-- Opening Marker --

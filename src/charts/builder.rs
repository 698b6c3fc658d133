//! Chart specs built from a loaded dataset.
//!
//! Every chart's points have already been through [`downsample`], so callers can
//! hand them to a renderer as-is.

use crate::charts::downsample::{aggregate_by_category, downsample, DownsampleOptions};
use crate::charts::domain::{smart_domain, DomainOptions};
use crate::charts::{Aggregation, ChartKind, ChartPoint};
use crate::correlation::CorrelationReport;
use crate::error::Result;
use crate::store::convert::{column_numbers, column_scalars};
use crate::store::{ColumnKind, DatasetMetadata};
use crate::value::Scalar;
use polars::prelude::DataFrame;
use serde::{Deserialize, Serialize};
use std::collections::HashSet;
use tracing::debug;

/// Text columns with more distinct values than this are not charted as categories.
pub const MAX_CATEGORIES: usize = 50;

#[derive(Debug, Clone, Serialize, Deserialize)]
pub struct ChartRequest {
    pub title: String,
    pub kind: ChartKind,
    /// `None` plots against the row index.
    pub x_field: Option<String>,
    pub y_field: String,
    pub y2_field: Option<String>,
    pub aggregate: Option<Aggregation>,
}

impl ChartRequest {
    pub fn new(kind: ChartKind, x_field: Option<&str>, y_field: &str) -> Self {
        let title = match x_field {
            Some(x) => format!("{} by {}", y_field, x),
            None => format!("{} by row", y_field),
        };
        Self {
            title,
            kind,
            x_field: x_field.map(str::to_string),
            y_field: y_field.to_string(),
            y2_field: None,
            aggregate: None,
        }
    }

    pub fn with_aggregate(mut self, aggregate: Aggregation) -> Self {
        self.aggregate = Some(aggregate);
        self
    }

    pub fn with_y2(mut self, y2_field: &str) -> Self {
        self.y2_field = Some(y2_field.to_string());
        self
    }
}

#[derive(Debug, Clone, Serialize, Deserialize)]
pub struct ChartSpec {
    pub title: String,
    pub kind: ChartKind,
    pub x_field: String,
    pub y_field: String,
    #[serde(skip_serializing_if = "Option::is_none")]
    pub y2_field: Option<String>,
    #[serde(skip_serializing_if = "Option::is_none")]
    pub aggregate: Option<Aggregation>,
    pub points: Vec<ChartPoint>,
    /// Plottable rows before downsampling.
    pub source_points: usize,
    pub y_domain: Option<(f64, f64)>,
}

pub fn build_chart(frame: &DataFrame, request: &ChartRequest, options: &DownsampleOptions) -> Result<ChartSpec> {
    let raw = raw_points(frame, request)?;
    let source_points = raw.len();

    let mut options = options.clone();
    if request.aggregate.is_some() {
        options.aggregate = request.aggregate;
    }

    // Categorical bars are always one bar per category, whatever the row count.
    let raw = match (request.kind, request.aggregate) {
        (ChartKind::Bar | ChartKind::Pie, Some(agg)) if !raw.iter().all(|p| p.x.as_f64().is_some()) => {
            aggregate_by_category(&raw, agg)
        }
        _ => raw,
    };

    let points = downsample(&raw, request.kind, &options);
    let ys: Vec<f64> = points.iter().map(|p| p.y).collect();
    let y_domain = smart_domain(&ys, &DomainOptions::default());

    debug!(
        title = %request.title,
        kind = ?request.kind,
        source_points,
        points = points.len(),
        "Built chart"
    );

    Ok(ChartSpec {
        title: request.title.clone(),
        kind: request.kind,
        x_field: request.x_field.clone().unwrap_or_else(|| "row".to_string()),
        y_field: request.y_field.clone(),
        y2_field: request.y2_field.clone(),
        aggregate: request.aggregate,
        points,
        source_points,
        y_domain,
    })
}

/// Rows where y (and x, when given) are usable; dates become `Scalar::Date` and
/// line charts over dates are put in time order.
fn raw_points(frame: &DataFrame, request: &ChartRequest) -> Result<Vec<ChartPoint>> {
    let ys = column_numbers(frame, &request.y_field)?;
    let y2s = match &request.y2_field {
        Some(name) => Some(column_numbers(frame, name)?),
        None => None,
    };
    let xs: Vec<Scalar> = match &request.x_field {
        Some(name) => column_scalars(frame, name)?
            .into_iter()
            .map(|x| match x {
                Scalar::Text(ref s) => match crate::value::parse_date(s) {
                    Some(d) => Scalar::Date(d),
                    None => x,
                },
                other => other,
            })
            .collect(),
        None => (0..ys.len()).map(|i| Scalar::Number(i as f64)).collect(),
    };

    let mut points: Vec<ChartPoint> = xs
        .into_iter()
        .zip(ys)
        .enumerate()
        .filter_map(|(idx, (x, y))| {
            let y = y?;
            if x.is_null() {
                return None;
            }
            Some(ChartPoint {
                x,
                y,
                y2: y2s.as_ref().and_then(|v| v[idx]),
            })
        })
        .collect();

    if request.kind.is_line_like() && points.iter().all(|p| matches!(p.x, Scalar::Date(_))) {
        points.sort_by_key(|p| p.x.as_datetime());
    }
    Ok(points)
}

/// The charts produced for a freshly ingested dataset: a time series, the
/// strongest correlated pair, a categorical breakdown and the first numeric
/// column over row order. Charts whose columns are missing are skipped.
pub fn default_charts(
    frame: &DataFrame,
    metadata: &DatasetMetadata,
    correlations: &[CorrelationReport],
    options: &DownsampleOptions,
) -> Result<Vec<ChartSpec>> {
    let mut requests = Vec::new();
    let first_numeric = metadata.numeric_columns.first();

    if let (Some(date), Some(y)) = (metadata.date_columns.first(), first_numeric) {
        requests.push(ChartRequest::new(ChartKind::Line, Some(date), y));
    }

    if let Some((report, top)) = correlations
        .iter()
        .find_map(|r| r.results.first().map(|top| (r, top)))
    {
        let mut request = ChartRequest::new(ChartKind::Scatter, Some(&top.column), &report.target);
        request.title = format!("{} vs {} (r = {:.2})", report.target, top.column, top.coefficient);
        requests.push(request);
    }

    if let Some(y) = first_numeric {
        if let Some(category) = metadata
            .columns
            .iter()
            .filter(|c| c.kind == ColumnKind::String)
            .find(|c| distinct_within(frame, &c.name, MAX_CATEGORIES))
        {
            requests.push(ChartRequest::new(ChartKind::Bar, Some(&category.name), y).with_aggregate(Aggregation::Mean));
        }
        requests.push(ChartRequest::new(ChartKind::Line, None, y));
    }

    requests.iter().map(|r| build_chart(frame, r, options)).collect()
}

fn distinct_within(frame: &DataFrame, column: &str, limit: usize) -> bool {
    let Ok(values) = column_scalars(frame, column) else {
        return false;
    };
    let mut seen = HashSet::new();
    for value in values.iter().filter(|v| !v.is_null()) {
        seen.insert(value.to_string());
        if seen.len() > limit {
            return false;
        }
    }
    !seen.is_empty()
}
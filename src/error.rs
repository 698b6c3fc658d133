use thiserror::Error;

#[derive(Error, Debug)]
pub enum TabulaError {
    /// Bad or missing caller input. Reported synchronously, never recorded on a job.
    #[error("Validation error: {0}")]
    Validation(String),

    #[error("Job queue is full ({max} jobs queued or running)")]
    QueueFull { max: usize },

    #[error("Ingestion failed: {0}")]
    Ingestion(String),

    /// A best-effort step failed. Callers log these and continue.
    #[error("Optional step '{step}' failed: {message}")]
    OptionalStep { step: &'static str, message: String },

    #[error("Not found: {0}")]
    NotFound(String),

    #[error("Store error: {0}")]
    Store(String),

    #[error("Internal error: {0}")]
    Internal(String),

    #[error("CSV error: {0}")]
    Csv(#[from] csv::Error),

    #[error("IO error: {0}")]
    Io(#[from] std::io::Error),

    #[error("JSON error: {0}")]
    Json(#[from] serde_json::Error),

    #[error("Polars error: {0}")]
    Polars(#[from] polars::prelude::PolarsError),
}

impl TabulaError {
    pub fn optional(step: &'static str, err: impl std::fmt::Display) -> Self {
        Self::OptionalStep {
            step,
            message: err.to_string(),
        }
    }
}

pub type Result<T> = std::result::Result<T, TabulaError>;
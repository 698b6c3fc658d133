//! Dataset metadata and column type inference
//!
//! Column kinds are decided by majority vote over an evenly strided sample of
//! non-null values, so a handful of stray strings does not demote a numeric
//! column.

use crate::error::Result;
use crate::value::{coerce_number, parse_date};
use polars::prelude::*;
use serde::{Deserialize, Serialize};

/// Non-null values inspected per column when voting on its kind.
pub const TYPE_SAMPLE_SIZE: usize = 1_000;
pub const SAMPLE_VALUES_PER_COLUMN: usize = 5;

#[derive(Debug, Clone, Copy, PartialEq, Eq, Hash, Serialize, Deserialize)]
#[serde(rename_all = "lowercase")]
pub enum ColumnKind {
    Number,
    Date,
    String,
}

#[derive(Debug, Clone, PartialEq, Serialize, Deserialize)]
pub struct ColumnDescriptor {
    pub name: String,
    pub kind: ColumnKind,
    pub sample_values: Vec<String>,
    pub null_count: usize,
}

#[derive(Debug, Clone, PartialEq, Serialize, Deserialize)]
pub struct DatasetMetadata {
    pub row_count: usize,
    pub column_count: usize,
    pub columns: Vec<ColumnDescriptor>,
    pub numeric_columns: Vec<String>,
    pub date_columns: Vec<String>,
}

impl DatasetMetadata {
    pub fn from_frame(df: &DataFrame) -> Result<Self> {
        let mut columns = Vec::with_capacity(df.width());
        for series in df.get_columns() {
            columns.push(describe_column(series)?);
        }

        let numeric_columns = names_of_kind(&columns, ColumnKind::Number);
        let date_columns = names_of_kind(&columns, ColumnKind::Date);

        Ok(Self {
            row_count: df.height(),
            column_count: df.width(),
            columns,
            numeric_columns,
            date_columns,
        })
    }

    pub fn column(&self, name: &str) -> Option<&ColumnDescriptor> {
        self.columns.iter().find(|c| c.name == name)
    }

    pub fn text_columns(&self) -> Vec<String> {
        names_of_kind(&self.columns, ColumnKind::String)
    }
}

fn names_of_kind(columns: &[ColumnDescriptor], kind: ColumnKind) -> Vec<String> {
    columns
        .iter()
        .filter(|c| c.kind == kind)
        .map(|c| c.name.clone())
        .collect()
}

fn describe_column(series: &Series) -> Result<ColumnDescriptor> {
    let name = series.name().to_string();
    let null_count = series.null_count();
    let height = series.len();
    let step = (height / TYPE_SAMPLE_SIZE).max(1);

    let mut votes = KindVotes::default();
    let mut sample_values: Vec<String> = Vec::new();

    match series.dtype() {
        DataType::Float64 => {
            let values = series.f64()?;
            for idx in (0..height).step_by(step) {
                if let Some(v) = values.get(idx) {
                    votes.number += 1;
                    remember_sample(&mut sample_values, crate::value::Scalar::Number(v).to_string());
                }
            }
        }
        DataType::String => {
            let values = series.str()?;
            let mut inspected = 0usize;
            for idx in (0..height).step_by(step) {
                if inspected >= TYPE_SAMPLE_SIZE {
                    break;
                }
                let Some(cell) = values.get(idx) else { continue };
                inspected += 1;
                votes.record(classify_text(cell));
                remember_sample(&mut sample_values, cell.to_string());
            }
        }
        dtype if dtype.is_numeric() => {
            votes.number += height - null_count;
        }
        _ => {}
    }

    Ok(ColumnDescriptor {
        name,
        kind: votes.winner(),
        sample_values,
        null_count,
    })
}

fn remember_sample(samples: &mut Vec<String>, value: String) {
    if samples.len() < SAMPLE_VALUES_PER_COLUMN && !samples.contains(&value) {
        samples.push(value);
    }
}

pub fn classify_text(cell: &str) -> ColumnKind {
    if coerce_number(cell).is_some() {
        ColumnKind::Number
    } else if parse_date(cell).is_some() {
        ColumnKind::Date
    } else {
        ColumnKind::String
    }
}

#[derive(Default)]
struct KindVotes {
    number: usize,
    date: usize,
    string: usize,
}

impl KindVotes {
    fn record(&mut self, kind: ColumnKind) {
        match kind {
            ColumnKind::Number => self.number += 1,
            ColumnKind::Date => self.date += 1,
            ColumnKind::String => self.string += 1,
        }
    }

    /// Ties favour number, then date. An all-null column is a string column.
    fn winner(&self) -> ColumnKind {
        if self.number == 0 && self.date == 0 {
            ColumnKind::String
        } else if self.number >= self.date && self.number >= self.string {
            ColumnKind::Number
        } else if self.date >= self.string {
            ColumnKind::Date
        } else {
            ColumnKind::String
        }
    }
}

#[cfg(test)]
mod tests {
    use super::*;

    #[test]
    fn test_majority_vote_tolerates_stray_text() {
        let df = DataFrame::new(vec![
            Series::new("amount", &["1", "2", "n/a", "4", "5"]),
            Series::new("when", &["2024-01-01", "2024-01-02", "2024-01-03", "soon", ""]),
            Series::new("label", &["a", "b", "c", "1", "2"]),
        ])
        .unwrap();

        let meta = DatasetMetadata::from_frame(&df).unwrap();
        assert_eq!(meta.row_count, 5);
        assert_eq!(meta.column_count, 3);
        assert_eq!(meta.column("amount").unwrap().kind, ColumnKind::Number);
        assert_eq!(meta.column("when").unwrap().kind, ColumnKind::Date);
        assert_eq!(meta.column("label").unwrap().kind, ColumnKind::String);
        assert_eq!(meta.numeric_columns, vec!["amount"]);
        assert_eq!(meta.date_columns, vec!["when"]);
    }

    #[test]
    fn test_float_columns_are_numeric_with_samples() {
        let df = DataFrame::new(vec![Series::new("v", &[Some(1.0), None, Some(1.0), Some(2.5)])]).unwrap();
        let meta = DatasetMetadata::from_frame(&df).unwrap();
        let col = meta.column("v").unwrap();
        assert_eq!(col.kind, ColumnKind::Number);
        assert_eq!(col.null_count, 1);
        assert_eq!(col.sample_values, vec!["1", "2.5"]);
    }

    #[test]
    fn test_all_null_column_is_string() {
        let df = DataFrame::new(vec![Series::new("empty", &[None::<f64>, None])]).unwrap();
        let meta = DatasetMetadata::from_frame(&df).unwrap();
        assert_eq!(meta.columns[0].kind, ColumnKind::String);
        assert!(meta.numeric_columns.is_empty());
    }
}
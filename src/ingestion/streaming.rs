//! Streaming CSV parser
//!
//! A counting pass fixes the total row count up front, then [`ChunkIterator`]
//! re-reads the buffer and hands out at most `chunk_size` parsed rows at a time.
//! Only the raw payload is held for the whole parse.

use crate::error::{Result, TabulaError};
use crate::ingestion::{normalize_headers, RowBatch};
use crate::value::Scalar;
use csv::{ByteRecord, Reader, ReaderBuilder};
use std::sync::Arc;
use tracing::debug;

const UTF8_BOM: &[u8] = b"\xEF\xBB\xBF";

#[derive(Debug, Clone)]
pub struct ParseOptions {
    pub chunk_size: usize,
    pub delimiter: u8,
}

impl Default for ParseOptions {
    fn default() -> Self {
        Self {
            chunk_size: crate::config::DEFAULT_CHUNK_SIZE,
            delimiter: b',',
        }
    }
}

pub struct StreamingParse<'a> {
    pub total_row_count: usize,
    pub column_names: Arc<[String]>,
    pub chunks: ChunkIterator<'a>,
}

pub fn parse_streaming<'a>(payload: &'a [u8], options: &ParseOptions) -> Result<StreamingParse<'a>> {
    let payload = payload.strip_prefix(UTF8_BOM).unwrap_or(payload);
    if payload.iter().all(|b| b.is_ascii_whitespace()) {
        return Err(TabulaError::Ingestion("file is empty".to_string()));
    }

    let total_row_count = count_records(payload, options.delimiter)?;

    let mut reader = reader_for(payload, options.delimiter);
    let headers = reader.byte_headers()?.clone();
    if headers.is_empty() {
        return Err(TabulaError::Ingestion("file has no header row".to_string()));
    }
    let header_text: Vec<String> = headers
        .iter()
        .map(|h| String::from_utf8_lossy(h).into_owned())
        .collect();
    let column_names: Arc<[String]> =
        normalize_headers(header_text.iter().map(String::as_str)).into();

    debug!(
        rows = total_row_count,
        columns = column_names.len(),
        chunk_size = options.chunk_size,
        "Prepared streaming parse"
    );

    Ok(StreamingParse {
        total_row_count,
        column_names: column_names.clone(),
        chunks: ChunkIterator {
            reader,
            columns: column_names,
            chunk_size: options.chunk_size.max(1),
            rows_processed: 0,
            record: ByteRecord::new(),
            done: false,
        },
    })
}

fn reader_for(payload: &[u8], delimiter: u8) -> Reader<&[u8]> {
    ReaderBuilder::new()
        .has_headers(true)
        .flexible(true)
        .delimiter(delimiter)
        .from_reader(payload)
}

fn count_records(payload: &[u8], delimiter: u8) -> Result<usize> {
    let mut reader = reader_for(payload, delimiter);
    let mut record = ByteRecord::new();
    let mut count = 0usize;
    while reader.read_byte_record(&mut record)? {
        count += 1;
    }
    Ok(count)
}

/// Yields [`RowBatch`]es of at most `chunk_size` rows until the payload is exhausted.
pub struct ChunkIterator<'a> {
    reader: Reader<&'a [u8]>,
    columns: Arc<[String]>,
    chunk_size: usize,
    rows_processed: usize,
    record: ByteRecord,
    done: bool,
}

impl ChunkIterator<'_> {
    pub fn rows_processed(&self) -> usize {
        self.rows_processed
    }

    fn read_chunk(&mut self) -> Result<Vec<Vec<Scalar>>> {
        let width = self.columns.len();
        let mut rows = Vec::with_capacity(self.chunk_size);
        while rows.len() < self.chunk_size {
            if !self.reader.read_byte_record(&mut self.record)? {
                self.done = true;
                break;
            }
            let mut row = Vec::with_capacity(width);
            for idx in 0..width {
                let cell = match self.record.get(idx) {
                    Some(bytes) => Scalar::from_cell(&String::from_utf8_lossy(bytes)),
                    None => Scalar::Null,
                };
                row.push(cell);
            }
            rows.push(row);
        }
        Ok(rows)
    }
}

impl Iterator for ChunkIterator<'_> {
    type Item = Result<RowBatch>;

    fn next(&mut self) -> Option<Self::Item> {
        if self.done {
            return None;
        }
        let offset = self.rows_processed;
        match self.read_chunk() {
            Ok(rows) if rows.is_empty() => None,
            Ok(rows) => {
                self.rows_processed += rows.len();
                Some(Ok(RowBatch::new(self.columns.clone(), rows, offset)))
            }
            Err(e) => {
                self.done = true;
                Some(Err(e))
            }
        }
    }
}
//! Session → dataset registry
//!
//! Holds the committed dataset of every session. Callers never share a live
//! [`ColumnarStore`] across sessions: each `open` hands out a fresh store over
//! the session's snapshot, wrapped in a guard that closes it when dropped.

use crate::error::{Result, TabulaError};
use crate::store::ColumnarStore;
use dashmap::DashMap;
use polars::prelude::DataFrame;
use std::ops::{Deref, DerefMut};
use std::sync::atomic::{AtomicUsize, Ordering};
use std::sync::Arc;
use tracing::info;

#[derive(Default)]
pub struct StoreRegistry {
    datasets: DashMap<String, DataFrame>,
    open_stores: Arc<AtomicUsize>,
}

impl StoreRegistry {
    pub fn new() -> Self {
        Self::default()
    }

    /// Make a fully loaded store the session's dataset, replacing any previous one.
    /// The store is closed afterwards.
    pub fn commit(&self, mut store: ColumnarStore) -> Result<usize> {
        let frame = store.take_frame().ok_or_else(|| {
            TabulaError::Store(format!("no dataset loaded for session {}", store.session_id()))
        })?;
        store.close();
        let rows = frame.height();
        let replaced = self
            .datasets
            .insert(store.session_id().to_string(), frame)
            .is_some();
        info!(session_id = %store.session_id(), rows, replaced, "Committed dataset");
        Ok(rows)
    }

    pub(crate) fn replace(&self, session_id: &str, frame: DataFrame) {
        self.datasets.insert(session_id.to_string(), frame);
    }

    /// Open the session's store for a scoped operation.
    pub fn open(&self, session_id: &str) -> Result<StoreGuard> {
        let frame = self
            .datasets
            .get(session_id)
            .map(|entry| entry.value().clone())
            .ok_or_else(|| TabulaError::NotFound(format!("no dataset for session {}", session_id)))?;
        self.open_stores.fetch_add(1, Ordering::SeqCst);
        Ok(StoreGuard {
            store: ColumnarStore::from_frame(session_id, frame),
            open_stores: self.open_stores.clone(),
        })
    }

    /// Run `f` against the session's store; the store is closed however `f` exits.
    pub fn with_store<T>(&self, session_id: &str, f: impl FnOnce(&ColumnarStore) -> Result<T>) -> Result<T> {
        let guard = self.open(session_id)?;
        f(&guard)
    }

    pub fn contains(&self, session_id: &str) -> bool {
        self.datasets.contains_key(session_id)
    }

    pub fn remove(&self, session_id: &str) -> bool {
        self.datasets.remove(session_id).is_some()
    }

    /// Stores currently handed out and not yet closed.
    pub fn open_store_count(&self) -> usize {
        self.open_stores.load(Ordering::SeqCst)
    }
}

pub struct StoreGuard {
    store: ColumnarStore,
    open_stores: Arc<AtomicUsize>,
}

impl Deref for StoreGuard {
    type Target = ColumnarStore;

    fn deref(&self) -> &Self::Target {
        &self.store
    }
}

impl DerefMut for StoreGuard {
    fn deref_mut(&mut self) -> &mut Self::Target {
        &mut self.store
    }
}

impl Drop for StoreGuard {
    fn drop(&mut self) {
        self.store.close();
        self.open_stores.fetch_sub(1, Ordering::SeqCst);
    }
}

-- Closing Marker --

● **ASSIGNMENT**: The answer must consist of every line from the data that holds the string "over".

● **ANSWER FOR THE TASK**:
/// line charts over dates are put in time order.
/// column over row order. Charts whose columns are missing are skipped.
//! Column kinds are decided by majority vote over an evenly strided sample of
//! [`ColumnarStore`] across sessions: each `open` hands out a fresh store over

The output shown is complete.